The role of the blood supply chain in healthcare systems proved to be critical due to the key role of blood in supplying oxygen and nutrition to body organs and serving as a lifeline for patients in need of blood transfusions and life-saving treatments [1,2]. However, several challenges shall be tackled to manage this complex supply chain efficiently [3]. These challenges include uncertainty in patients' and donors' arrival [4,5]. Such uncertainties, along with requirements for keeping blood units safe, lead to uncertainties in blood availability and a need to make decisions about appropriate storage size. The number of studies that addressed such a concern is limited. Two recent studies that take account of storage size and stochasticity nature of blood inventory level in their studies, used approximation and metaheuristic algorithms to address the problem [6,7].
Blood as a valuable living tissue within the human body, is of significant medical importance. For a successful human blood transfusion, it is crucial to evaluate the compatibility of two key antigen systems, namely: ABO and Rh resulting in the eight major blood types. It is worth noting that, some blood types are compatible with several other types, albeit with different priorities of substitution [8,9]. Given the perishability of blood and special storage requirements, deciding on the appropriate storage size is vital for reducing costs of investments, blood perishability, and rejecting donations because of the capacity [10,11].

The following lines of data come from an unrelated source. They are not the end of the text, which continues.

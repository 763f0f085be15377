//! Companion Core
//!
//! Shared infrastructure for the companion personality engine:
//!
//! - [`CompanionError`] and the crate-wide [`Result`] alias
//! - Environment loading helpers used to override engine tunables
//! - Tracing subscriber setup for binaries and tests

#![warn(missing_docs)]
#![warn(clippy::all)]

pub mod config;
pub mod error;
pub mod logging;

pub use config::{get_env_float, get_env_int, get_env_or, load_env, load_env_from_path};
pub use error::{CompanionError, Result};
pub use logging::{init_tracing, try_init_tracing};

Overall, the blood supply chain has several stages that include, but are not limited to, collecting donor’s blood and storing it, delivery of stored blood, and transfusing it to patients [12]. All of the aforementioned have uncertain natures in the form of stochasticity.
On the other hand, in natural disaster crises such as earthquakes, there is a need to supply blood to affected patients promptly [13,14]. Overall, a cut-point of 51 hours—less than 3 days—is suggested for the more than 2200 search and rescue processes studied [15]. This time is far less than a week shelf life suggested for the whole blood [16]. Therefore in this study, we only consider the storage capacity and ignore blood perishability.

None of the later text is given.